So much great information! Thank you so much. I bought Epsoma Ammonium Sulphate bought at a mah & pah landscape store last year here in Chicagoland with great fast results. I only went away from it because I already had multiple year's big-box store brand fertilizers. Never again; after this year I go back to a better win-win. The yard I keep is just 800 square-feet; consequently, I don't ring up the cash registers that much to spend more money towards more effective fertilizers.
I really enjoyed that. I learned a few things I didn't know, and will absolutely apply to next year's fert program. I wanted to point out how powerful ams is when dealing with high salt content. I spent a few years on a golf course with high salinity irrigation, and man you should have seen the pop we got out of ams applications. It was the major N source for our greens program.
Got some localized burn on an area that didn't get proper irrigation coverage after using ammonium sulfate recently. You're right it was totally gone within 10 days.
Ok Matt, now that we’ve fought the algorithm has every one of your feeds on my recommendations list 😂 Do you have a SIMPLE lawn care program for cool season grass? I’d prefer if you recommended products you like and times of applications Looking to import next year or maybe spend less for better results. If you don’t have time I’ll still love you. Maybe the algorithm will swap you out for someone I can hate on more. Thank you
Hi! LOVE YOUR CHANNEL! I’m in northern Indiana-cool zone. My pH is 7.5+ in my backyard and 7-7.5 in my front. I’ve been researching how to quickly lower my pH, prior to seeding in a week or so. I plan to seed barenbrug rtf (I have two big dogs). Would you recommend putting this down, to lower my pH? Also, how quickly can I seed after?

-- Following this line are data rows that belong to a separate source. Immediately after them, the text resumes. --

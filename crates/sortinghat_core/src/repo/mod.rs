//! Repository layer over the registry store.
//!
//! # Responsibility
//! - Define use-case oriented data access contracts.
//! - Isolate SQLite query details from service orchestration.
//!
//! # Invariants
//! - Repository APIs return semantic errors (`NotFound`, `AlreadyExists`)
//!   in addition to DB transport errors.

pub mod registry_repo;
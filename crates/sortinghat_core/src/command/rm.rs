//! `rm` command: deletes a unique identity or a single identity.

use super::{emit, CommandResult, CommandStatus};
use crate::repo::registry_repo::SqliteRegistryRepository;
use crate::service::registry_service::RegistryService;
use rusqlite::Connection;
use std::io::Write;

/// What `rm` deletes.
#[derive(Debug, Clone, Copy, PartialEq, Eq)]
pub enum RemoveTarget {
    /// Unique identity plus its identities and enrollments.
    UniqueIdentity,
    /// One identity; its unique identity is kept.
    Identity,
}

pub struct Remove<'conn> {
    conn: &'conn Connection,
}

impl<'conn> Remove<'conn> {
    pub fn new(conn: &'conn Connection) -> Self {
        Self { conn }
    }

    pub fn remove(&self, id: &str, target: RemoveTarget) -> CommandResult<String> {
        let repo = SqliteRegistryRepository::try_new(self.conn)?;
        let service = RegistryService::new(repo);
        match target {
            RemoveTarget::UniqueIdentity => {
                service.delete_unique_identity(id)?;
                Ok(format!("Unique identity {id} removed"))
            }
            RemoveTarget::Identity => {
                service.delete_identity(id)?;
                Ok(format!("Identity {id} removed"))
            }
        }
    }

    pub fn run<O, E>(&self, id: &str, target: RemoveTarget, out: &mut O, err: &mut E) -> CommandStatus
    where
        O: Write + ?Sized,
        E: Write + ?Sized,
    {
        emit("rm", self.remove(id, target), out, err)
    }
}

Also, to note, I’ve used Freedom fertilizer, dethatch, milorganite and now gypsum in the past 3 weeks. My yard looks tremendously better. I’m also installing an irrigation system prior to seeding.

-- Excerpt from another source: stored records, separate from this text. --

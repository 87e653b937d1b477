//! Connection bootstrap for the registry database.
//!
//! # Invariants
//! - Returned connections have `foreign_keys=ON`.
//! - Returned connections have migrations fully applied.

use super::migrations::apply_migrations;
use super::DbResult;
use log::{error, info};
use rusqlite::Connection;
use std::path::Path;
use std::time::{Duration, Instant};

/// Opens (or creates) a registry database file and migrates it.
///
/// # Side effects
/// - Creates the file when missing.
/// - Emits `db_open` events with duration and status.
pub fn open_db(path: impl AsRef<Path>) -> DbResult<Connection> {
    let path = path.as_ref();
    open_with("file", || Connection::open(path))
}

/// Opens a private in-memory registry and migrates it.
///
/// Every call yields an independent, empty registry.
pub fn open_db_in_memory() -> DbResult<Connection> {
    open_with("memory", Connection::open_in_memory)
}

fn open_with(
    mode: &'static str,
    connect: impl FnOnce() -> rusqlite::Result<Connection>,
) -> DbResult<Connection> {
    let started_at = Instant::now();
    info!("event=db_open module=db status=start mode={mode}");

    let mut conn = connect().map_err(|err| {
        error!(
            "event=db_open module=db status=error mode={mode} duration_ms={} error_code=db_open_failed error={err}",
            started_at.elapsed().as_millis()
        );
        err
    })?;

    if let Err(err) = bootstrap_connection(&mut conn) {
        error!(
            "event=db_open module=db status=error mode={mode} duration_ms={} error_code=db_bootstrap_failed error={err}",
            started_at.elapsed().as_millis()
        );
        return Err(err);
    }

    info!(
        "event=db_open module=db status=ok mode={mode} duration_ms={}",
        started_at.elapsed().as_millis()
    );
    Ok(conn)
}

fn bootstrap_connection(conn: &mut Connection) -> DbResult<()> {
    conn.execute_batch("PRAGMA foreign_keys = ON;")?;
    conn.busy_timeout(Duration::from_secs(5))?;
    apply_migrations(conn)?;
    Ok(())
}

Great video, very informative and you’re obviously very knowledgeable! I’m a small channel and just bought some ammonium sulphate which I plan on applying to my bentgrass putting green, so what would you recommend as a mixing rate per 1000sqft? I done won’t to risk burning the green through trial and error. I also just Subscribed, good content! 👍🏼
Matt. My soil has a sulfur level of 164.22, where the optimal range is between 7 and 16. This is 10 times greater than the max it should be. Should I be worried about sulfer toxicity. If so, how do I reduce the sulfur levels?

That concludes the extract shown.